Esta ciudad es perfecta para asistir a espectáculos de primer nivel, comprar en exclusivas tiendas y sobretodo disfrutar de la movida nocturna. Sin embargo, el recorrido hasta la Gran Manzana requiere de dos documentos, dependiendo del país de procedencia, el motivo por el cual se visita esta gran ciudad estadounidense y la duración de la estancia. El ingreso no solo a la ciudad de Nueva York, sino a los Estados Unidos en general, está permitida solo para individuos que porten su respectivo pasaporte o hayan sido visados.
photo credit: Daniel Gasienica
Con respecto al pasaporte, los ciudadanos de países como Alemania, Andorra, Australia, Austria, Bélgica, Brunei, Dinamarca, Eslovenia, España, Finlandia, Francia, Gran Bretaña, Holanda, Irlanda, Islandia, Italia, Japón, Liechtenstein, Luxemburgo, Mónaco, Nueva Zelanda, Noruega, Portugal, San Marino, Singapur, Suecia y Suiza, tienen libre entrada con el solo uso de su pasaporte, siempre y cuando los motivos de su viaje sean de negocios o por turismo. Al portar este documento tiene un tiempo máximo de estadía de 90 días, tiempo durante el cual no podrá desempeñar ningún tipo de trabajo remunerado ni cursar alguna clase de estudio. Si sus vacaciones duran aproximadamente los 90 días límite, se le exigirá pruebas de solvencia económica.
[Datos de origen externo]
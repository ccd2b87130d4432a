//! eframe application: camera screen plus the result overlay.

mod capture;
mod result;

use classifier_core::{
    CameraProvider, CaptureController, CaptureEvent, Classifier, ResultPresenter, StillImage,
};
use eframe::{App, Frame, egui};
use std::sync::mpsc::Receiver;
use std::time::Duration;

/// Log and print an unrecoverable error, then exit.
pub fn fatal(err: impl Into<anyhow::Error>) -> ! {
    let err = err.into();
    tracing::error!("{err:#}");
    eprintln!("Fatal error: {err:#}");
    std::process::exit(1);
}

pub struct UiApp {
    controller: CaptureController<Box<dyn CameraProvider>>,
    classifier: Box<dyn Classifier>,
    events: Receiver<CaptureEvent>,
    frame_interval: Duration,
    preview: Option<egui::TextureHandle>,
    result: Option<ResultScreen>,
}

struct ResultScreen {
    presenter: ResultPresenter,
    still: egui::TextureHandle,
}

impl UiApp {
    pub fn new(
        controller: CaptureController<Box<dyn CameraProvider>>,
        classifier: Box<dyn Classifier>,
        events: Receiver<CaptureEvent>,
        frame_interval: Duration,
    ) -> Self {
        Self {
            controller,
            classifier,
            events,
            frame_interval,
            preview: None,
            result: None,
        }
    }

    fn poll_capture_events(&mut self, ctx: &egui::Context) {
        while let Ok(event) = self.events.try_recv() {
            match event {
                CaptureEvent::Still(still) if self.controller.is_current(&still) => {
                    self.show_result(ctx, still);
                }
                CaptureEvent::Still(still) => {
                    tracing::debug!(session = still.session, "Dropping still from an old session");
                }
                CaptureEvent::Failed(err) => fatal(err),
            }
        }
    }

    /// Drop the overlay and any preview left over from the previous session.
    fn close_result(&mut self) {
        self.result = None;
        self.preview = None;
    }

    fn show_result(&mut self, ctx: &egui::Context, still: StillImage) {
        self.controller.stop_session();
        let predictions = self
            .classifier
            .classify(&still.image)
            .unwrap_or_else(|e| fatal(e));
        tracing::info!("Classified still into {} guesses", predictions.len());

        let still_texture = ctx.load_texture(
            "captured-still",
            capture::to_color_image(&still.image),
            egui::TextureOptions::LINEAR,
        );
        let mut presenter = ResultPresenter::new(predictions);
        if let Err(e) = presenter.attach(&mut self.controller) {
            fatal(e);
        }
        if presenter.is_dismissed() {
            self.close_result();
            return;
        }
        self.result = Some(ResultScreen {
            presenter,
            still: still_texture,
        });
    }
}

impl App for UiApp {
    fn update(&mut self, ctx: &egui::Context, _frame: &mut Frame) {
        self.poll_capture_events(ctx);
        if self.result.is_some() {
            self.render_result_overlay(ctx);
        } else {
            self.render_capture_screen(ctx);
        }
    }
}

#[cfg(test)]
mod tests {
    use super::result::ResultAction;
    use super::*;
    use classifier_core::{
        CameraDevice, CameraError, ClassifyError, Frame, Prediction, PredictionList,
    };
    use std::sync::mpsc;
    use std::thread;

    struct Gray;

    impl CameraDevice for Gray {
        fn name(&self) -> &str {
            "gray"
        }

        fn next_frame(&mut self) -> Result<Frame, CameraError> {
            thread::sleep(Duration::from_millis(5));
            Ok(Frame::from_pixel(2, 2, image::Rgba([90, 90, 90, 255])))
        }
    }

    struct GrayProvider;

    impl CameraProvider for GrayProvider {
        fn open_default(&self) -> Result<Box<dyn CameraDevice>, CameraError> {
            Ok(Box::new(Gray))
        }
    }

    struct Fixed(PredictionList);

    impl Classifier for Fixed {
        fn classify(&self, _image: &Frame) -> Result<PredictionList, ClassifyError> {
            Ok(self.0.clone())
        }
    }

    fn app(predictions: PredictionList) -> UiApp {
        let (tx, rx) = mpsc::channel();
        let provider: Box<dyn CameraProvider> = Box::new(GrayProvider);
        let mut controller = CaptureController::new(provider, tx);
        controller.start_session().expect("gray camera");
        UiApp::new(controller, Box::new(Fixed(predictions)), rx, Duration::ZERO)
    }

    fn stale_preview(ctx: &egui::Context) -> egui::TextureHandle {
        let color = egui::ColorImage::from_rgba_unmultiplied([1, 1], &[255, 0, 0, 255]);
        ctx.load_texture("stale", color, egui::TextureOptions::LINEAR)
    }

    fn still(app: &UiApp) -> StillImage {
        StillImage {
            image: Frame::from_pixel(2, 2, image::Rgba([1, 2, 3, 255])),
            session: app.controller.generation(),
        }
    }

    #[test]
    fn done_restarts_camera_and_clears_old_preview() {
        let ctx = egui::Context::default();
        let mut app = app(PredictionList::new(vec![
            Prediction::new("Lake", 0.92),
            Prediction::new("River", 0.81),
        ]));
        app.preview = Some(stale_preview(&ctx));
        let captured = still(&app);
        app.show_result(&ctx, captured);
        assert!(app.result.is_some());
        assert!(!app.controller.is_running());

        app.apply_result_action(ResultAction::Wrong);
        assert!(app.result.is_some());
        app.apply_result_action(ResultAction::Done);

        assert!(app.result.is_none());
        assert!(app.preview.is_none());
        assert!(app.controller.is_running());
        assert_eq!(app.controller.generation(), 2);
    }

    #[test]
    fn empty_result_skips_overlay_and_clears_old_preview() {
        let ctx = egui::Context::default();
        let mut app = app(PredictionList::default());
        app.preview = Some(stale_preview(&ctx));
        let captured = still(&app);
        app.show_result(&ctx, captured);

        assert!(app.result.is_none());
        assert!(app.preview.is_none());
        assert!(app.controller.is_running());
    }
}
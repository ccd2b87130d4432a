//! Camera devices and the folder-replay backend.

use crate::config::{CameraConfig, CameraSource};
use crate::error::CameraError;
use image::RgbaImage;
use std::path::{Path, PathBuf};
use std::thread;
use std::time::{Duration, Instant};
use walkdir::WalkDir;

/// One frame as delivered by a camera device.
pub type Frame = RgbaImage;

/// A streaming frame source.
pub trait CameraDevice: Send {
    fn name(&self) -> &str;

    /// Block until the next frame is available.
    fn next_frame(&mut self) -> Result<Frame, CameraError>;
}

/// Acquires the default camera for a new session.
pub trait CameraProvider {
    fn open_default(&self) -> Result<Box<dyn CameraDevice>, CameraError>;
}

impl<P: CameraProvider + ?Sized> CameraProvider for Box<P> {
    fn open_default(&self) -> Result<Box<dyn CameraDevice>, CameraError> {
        (**self).open_default()
    }
}

/// Pick the camera backend named by `cfg.source`.
pub fn provider_from_config(cfg: &CameraConfig) -> Result<Box<dyn CameraProvider>, CameraError> {
    match cfg.source {
        CameraSource::Folder => Ok(Box::new(FolderCameraProvider::from_config(cfg))),
        CameraSource::Webcam => webcam_provider(cfg),
    }
}

#[cfg(all(feature = "webcam", target_os = "linux"))]
fn webcam_provider(cfg: &CameraConfig) -> Result<Box<dyn CameraProvider>, CameraError> {
    Ok(Box::new(crate::webcam::WebcamProvider::from_config(cfg)))
}

#[cfg(not(all(feature = "webcam", target_os = "linux")))]
fn webcam_provider(_cfg: &CameraConfig) -> Result<Box<dyn CameraProvider>, CameraError> {
    Err(CameraError::NoDevice {
        reason: "webcam support requires Linux and the `webcam` feature".to_string(),
    })
}

/// Replays the images in a directory as a looping camera feed.
pub struct FolderCamera {
    name: String,
    frames: Vec<PathBuf>,
    cursor: usize,
    interval: Duration,
    last_frame_at: Option<Instant>,
}

impl FolderCamera {
    pub fn open(
        dir: impl AsRef<Path>,
        recursive: bool,
        interval: Duration,
    ) -> Result<Self, CameraError> {
        let dir = dir.as_ref();
        let frames = list_frames(dir, recursive)?;
        if frames.is_empty() {
            return Err(CameraError::NoDevice {
                reason: format!("no images in {}", dir.display()),
            });
        }
        tracing::info!(
            "Opened folder camera {} ({} frames)",
            dir.display(),
            frames.len()
        );
        Ok(Self {
            name: dir.display().to_string(),
            frames,
            cursor: 0,
            interval,
            last_frame_at: None,
        })
    }

    pub fn frame_count(&self) -> usize {
        self.frames.len()
    }

    fn pace(&mut self) {
        if let Some(last) = self.last_frame_at {
            let elapsed = last.elapsed();
            if elapsed < self.interval {
                thread::sleep(self.interval - elapsed);
            }
        }
        self.last_frame_at = Some(Instant::now());
    }
}

impl CameraDevice for FolderCamera {
    fn name(&self) -> &str {
        &self.name
    }

    fn next_frame(&mut self) -> Result<Frame, CameraError> {
        self.pace();
        for _ in 0..self.frames.len() {
            let path = &self.frames[self.cursor];
            self.cursor = (self.cursor + 1) % self.frames.len();
            match image::open(path) {
                Ok(img) => return Ok(img.to_rgba8()),
                Err(e) => tracing::warn!("Skipping unreadable frame {}: {}", path.display(), e),
            }
        }
        Err(CameraError::Exhausted {
            name: self.name.clone(),
        })
    }
}

/// Opens a [`FolderCamera`] per session from fixed settings.
#[derive(Debug, Clone)]
pub struct FolderCameraProvider {
    pub dir: PathBuf,
    pub recursive: bool,
    pub interval: Duration,
}

impl FolderCameraProvider {
    pub fn from_config(cfg: &CameraConfig) -> Self {
        Self {
            dir: cfg.frames_dir.clone(),
            recursive: cfg.recursive,
            interval: cfg.frame_interval(),
        }
    }
}

impl CameraProvider for FolderCameraProvider {
    fn open_default(&self) -> Result<Box<dyn CameraDevice>, CameraError> {
        let camera = FolderCamera::open(&self.dir, self.recursive, self.interval)?;
        Ok(Box::new(camera))
    }
}

/// List supported images under `dir`, sorted by path.
pub fn list_frames(dir: &Path, recursive: bool) -> Result<Vec<PathBuf>, CameraError> {
    if !dir.is_dir() {
        return Err(CameraError::NoDevice {
            reason: format!("{} is not a directory", dir.display()),
        });
    }

    let walker = if recursive {
        WalkDir::new(dir).into_iter()
    } else {
        WalkDir::new(dir).max_depth(1).into_iter()
    };

    let mut frames = Vec::new();
    for entry in walker {
        let entry = match entry {
            Ok(e) => e,
            Err(e) => {
                tracing::warn!("walkdir error: {}", e);
                continue;
            }
        };
        let path = entry.path();
        if path.is_file() && is_supported_image(path) {
            frames.push(path.to_path_buf());
        }
    }
    frames.sort();
    Ok(frames)
}

fn is_supported_image(path: &Path) -> bool {
    match path.extension().and_then(|s| s.to_str()) {
        Some(ext) => {
            let ext = ext.to_ascii_lowercase();
            matches!(ext.as_str(), "jpg" | "jpeg" | "png")
        }
        None => false,
    }
}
En cuanto al visado, este se aplica a los ciudadanos de todos los países no incluidos en la lista anterior. Existen tres tipos de visa, de turista, de trabajo y de estudiante. Los ciudadanos de Andorra están excluidos de presentar el visado de turista, pudiendo ingresar fácilmente. La visa de trabajo es dada a las personas que deseen trabajar en Nueva York y tengan contrato con alguna empresa, terminado su contrato deberán regresar a su país de origen. Por último, la visa de estudiante se consigue cuando el alumno postulante a la visa ya ha sido admitido en algún centro de estudios autorizado por el fiscal general. Durante el primer año de permanencia, el estudiante no podrá realizar trabajo alguno. Los tres tipos de visa tienen en común que para obtenerlos, se deberá presentar pruebas que confirmen su solvencia económica.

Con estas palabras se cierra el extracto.